Records from a data collection:
//! Sales invoice handlers

use axum::{
    extract::{Path, State},
    http::StatusCode,
    response::Response,
    Json,
};
use shared::{ListWindowRequest, NextNumber};

use crate::error::AppResult;
use crate::handlers::{document_response, list_request, pdf, IdInput};
use crate::middleware::CurrentUser;
use crate::response::ApiResponse;
use crate::services::document::DocumentOutcome;
use crate::services::sales_invoice::{
    ModifySalesInvoiceInput, SalesInvoiceDetail, SalesInvoiceInput, SalesInvoiceSummary,
};
use crate::services::SalesInvoiceService;
use crate::AppState;

fn invoices(state: &AppState) -> SalesInvoiceService {
    SalesInvoiceService::new(state.db.clone(), state.audit.clone(), state.renderer.clone())
}

pub async fn create_sales_invoice(
    State(state): State<AppState>,
    current_user: CurrentUser,
    Json(input): Json<SalesInvoiceInput>,
) -> AppResult<ApiResponse<DocumentOutcome>> {
    let outcome = invoices(&state).create(input, &current_user.0).await?;
    Ok(document_response(
        StatusCode::CREATED,
        format!("invoice number {} created by {}", outcome.number, current_user.0.name),
        outcome,
    ))
}

pub async fn next_sales_invoice_number(
    State(state): State<AppState>,
    _current_user: CurrentUser,
) -> AppResult<Json<NextNumber>> {
    Ok(Json(invoices(&state).next_number().await?))
}

pub async fn list_sales_invoices(
    State(state): State<AppState>,
    _current_user: CurrentUser,
    Path((params, val)): Path<(String, String)>,
    Json(body): Json<ListWindowRequest>,
) -> AppResult<Json<Vec<SalesInvoiceSummary>>> {
    let (filter, window) = list_request(&params, &val, &body)?;
    Ok(Json(invoices(&state).list(&filter, &window).await?))
}

pub async fn sales_invoice_detail(
    State(state): State<AppState>,
    _current_user: CurrentUser,
    Json(input): Json<IdInput>,
) -> AppResult<Json<SalesInvoiceDetail>> {
    Ok(Json(invoices(&state).detail(input.id).await?))
}

pub async fn modify_sales_invoice(
    State(state): State<AppState>,
    current_user: CurrentUser,
    Json(input): Json<ModifySalesInvoiceInput>,
) -> AppResult<ApiResponse<DocumentOutcome>> {
    let outcome = invoices(&state).modify(input, &current_user.0).await?;
    Ok(document_response(
        StatusCode::OK,
        format!("invoice number {} modified by {}", outcome.number, current_user.0.name),
        outcome,
    ))
}

pub async fn delete_sales_invoice(
    State(state): State<AppState>,
    current_user: CurrentUser,
    Json(input): Json<IdInput>,
) -> AppResult<ApiResponse<()>> {
    let actor = current_user.admin()?;
    let logs = invoices(&state).delete(input.id, actor).await?;
    Ok(ApiResponse::ok(
        format!("invoice id {} deleted by {}", input.id, actor.name),
        (),
    )
    .with_logs(logs))
}

pub async fn print_sales_invoice(
    State(state): State<AppState>,
    _current_user: CurrentUser,
    Json(input): Json<IdInput>,
) -> AppResult<Response> {
    let (name, bytes) = invoices(&state).print(input.id).await?;
    Ok(pdf(&name, bytes))
}

pub async fn print_sales_receipt(
    State(state): State<AppState>,
    _current_user: CurrentUser,
    Json(input): Json<IdInput>,
) -> AppResult<Response> {
    let (name, bytes) = invoices(&state).print_receipt(input.id).await?;
    Ok(pdf(&name, bytes))
}
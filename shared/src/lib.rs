//! Shared domain logic for the pharmacy point-of-sale backend
//!
//! Everything in this crate is free of I/O: unit conversion, purchase order
//! reconciliation, search patterns, artifact naming, quantity and date parsing.
//! The backend applies these rules inside its database transactions.

pub mod artifact;
pub mod error;
pub mod models;
pub mod quantity;
pub mod reconcile;
pub mod search;
pub mod stock;
pub mod types;
pub mod validation;

pub use artifact::*;
pub use error::*;
pub use models::*;
pub use quantity::*;
pub use reconcile::*;
pub use search::*;
pub use stock::*;
pub use types::*;
pub use validation::*;
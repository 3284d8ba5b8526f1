//! Document kinds and audit actions

use serde::{Deserialize, Serialize};

use crate::artifact::ArtifactKind;

/// The document types that move stock or reference it
#[derive(Debug, Clone, Copy, PartialEq, Eq, Hash, Serialize, Deserialize)]
#[serde(rename_all = "kebab-case")]
pub enum DocumentKind {
    PurchaseInvoice,
    PurchaseOrder,
    SalesInvoice,
    Prescription,
    Production,
}

impl DocumentKind {
    /// Entity tag written to the audit log
    pub fn entity(&self) -> &'static str {
        match self {
            DocumentKind::PurchaseInvoice => "purchase-invoice",
            DocumentKind::PurchaseOrder => "purchase-order",
            DocumentKind::SalesInvoice => "invoice",
            DocumentKind::Prescription => "prescription",
            DocumentKind::Production => "production",
        }
    }

    /// Artifact rendered for the document header
    pub fn artifact(&self) -> ArtifactKind {
        match self {
            DocumentKind::PurchaseInvoice => ArtifactKind::PurchaseInvoice,
            DocumentKind::PurchaseOrder => ArtifactKind::PurchaseOrder,
            DocumentKind::SalesInvoice => ArtifactKind::Invoice,
            DocumentKind::Prescription => ArtifactKind::Prescription,
            DocumentKind::Production => ArtifactKind::Production,
        }
    }

    pub fn title(&self) -> &'static str {
        match self {
            DocumentKind::PurchaseInvoice => "Purchase Invoice",
            DocumentKind::PurchaseOrder => "Purchase Order",
            DocumentKind::SalesInvoice => "Invoice",
            DocumentKind::Prescription => "Prescription",
            DocumentKind::Production => "Production",
        }
    }
}

/// Mutating actions recorded in the audit log
#[derive(Debug, Clone, Copy, PartialEq, Eq, Serialize, Deserialize)]
#[serde(rename_all = "lowercase")]
pub enum AuditAction {
    Create,
    Modify,
    Delete,
}

impl AuditAction {
    pub fn as_str(&self) -> &'static str {
        match self {
            AuditAction::Create => "create",
            AuditAction::Modify => "modify",
            AuditAction::Delete => "delete",
        }
    }
}
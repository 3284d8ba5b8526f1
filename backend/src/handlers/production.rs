//! Production handlers

use axum::{
    extract::{Path, State},
    http::StatusCode,
    response::Response,
    Json,
};
use shared::{ListWindowRequest, NextNumber};

use crate::error::AppResult;
use crate::handlers::{document_response, list_request, pdf, IdInput};
use crate::middleware::CurrentUser;
use crate::response::ApiResponse;
use crate::services::document::DocumentOutcome;
use crate::services::production::{
    ModifyProductionInput, ProductionDetail, ProductionInput, ProductionSummary,
};
use crate::services::ProductionService;
use crate::AppState;

fn productions(state: &AppState) -> ProductionService {
    ProductionService::new(state.db.clone(), state.audit.clone(), state.renderer.clone())
}

pub async fn create_production(
    State(state): State<AppState>,
    current_user: CurrentUser,
    Json(input): Json<ProductionInput>,
) -> AppResult<ApiResponse<DocumentOutcome>> {
    let outcome = productions(&state).create(input, &current_user.0).await?;
    Ok(document_response(
        StatusCode::CREATED,
        format!("production number {} created by {}", outcome.number, current_user.0.name),
        outcome,
    ))
}

pub async fn next_production_number(
    State(state): State<AppState>,
    _current_user: CurrentUser,
) -> AppResult<Json<NextNumber>> {
    Ok(Json(productions(&state).next_number().await?))
}

pub async fn list_productions(
    State(state): State<AppState>,
    _current_user: CurrentUser,
    Path((params, val)): Path<(String, String)>,
    Json(body): Json<ListWindowRequest>,
) -> AppResult<Json<Vec<ProductionSummary>>> {
    let (filter, window) = list_request(&params, &val, &body)?;
    Ok(Json(productions(&state).list(&filter, &window).await?))
}

pub async fn production_detail(
    State(state): State<AppState>,
    _current_user: CurrentUser,
    Json(input): Json<IdInput>,
) -> AppResult<Json<ProductionDetail>> {
    Ok(Json(productions(&state).detail(input.id).await?))
}

pub async fn modify_production(
    State(state): State<AppState>,
    current_user: CurrentUser,
    Json(input): Json<ModifyProductionInput>,
) -> AppResult<ApiResponse<DocumentOutcome>> {
    let outcome = productions(&state).modify(input, &current_user.0).await?;
    Ok(document_response(
        StatusCode::OK,
        format!("production number {} modified by {}", outcome.number, current_user.0.name),
        outcome,
    ))
}

pub async fn delete_production(
    State(state): State<AppState>,
    current_user: CurrentUser,
    Json(input): Json<IdInput>,
) -> AppResult<ApiResponse<()>> {
    let actor = current_user.admin()?;
    let logs = productions(&state).delete(input.id, actor).await?;
    Ok(ApiResponse::ok(
        format!("production id {} deleted by {}", input.id, actor.name),
        (),
    )
    .with_logs(logs))
}

pub async fn print_production(
    State(state): State<AppState>,
    _current_user: CurrentUser,
    Json(input): Json<IdInput>,
) -> AppResult<Response> {
    let (name, bytes) = productions(&state).print(input.id).await?;
    Ok(pdf(&name, bytes))
}
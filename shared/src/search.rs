//! Exact-then-fuzzy search patterns

/// Build the fuzzy `LIKE` pattern for a query: `%` around every
/// non-whitespace character, so `"pcm"` becomes `"%p%c%m%"`.
///
/// An empty or all-whitespace query yields `"%"`, which matches everything.
/// `%`, `_` and `\` in the query are escaped with `\`; callers write
/// `ILIKE $1 ESCAPE '\'`.
pub fn fuzzy_pattern(query: &str) -> String {
    let mut pattern = String::with_capacity(query.len() * 3 + 1);
    pattern.push('%');
    for c in query.chars().filter(|c| !c.is_whitespace()) {
        if matches!(c, '%' | '_' | '\\') {
            pattern.push('\\');
        }
        pattern.push(c);
        pattern.push('%');
    }
    pattern
}

#[cfg(test)]
mod tests {
    use super::*;

    #[test]
    fn test_pattern_between_every_char() {
        assert_eq!(fuzzy_pattern("ABC"), "%A%B%C%");
    }

    #[test]
    fn test_whitespace_is_dropped() {
        assert_eq!(fuzzy_pattern(" am ox "), "%a%m%o%x%");
    }

    #[test]
    fn test_empty_query_matches_all() {
        assert_eq!(fuzzy_pattern(""), "%");
        assert_eq!(fuzzy_pattern("   "), "%");
    }

    #[test]
    fn test_wildcards_are_escaped() {
        assert_eq!(fuzzy_pattern("%"), r"%\%%");
        assert_eq!(fuzzy_pattern("a_b"), r"%a%\_%b%");
        assert_eq!(fuzzy_pattern(r"\"), r"%\\%");
    }

    #[test]
    fn test_multibyte_chars() {
        assert_eq!(fuzzy_pattern("obé"), "%o%b%é%");
    }
}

▶ _EXERCISE_:
Whenever a line of the data includes the word "static", show that line in full.

▶ _RESPONSE TO THIS TASK_:
    pub fn entity(&self) -> &'static str {
    pub fn title(&self) -> &'static str {
    pub fn as_str(&self) -> &'static str {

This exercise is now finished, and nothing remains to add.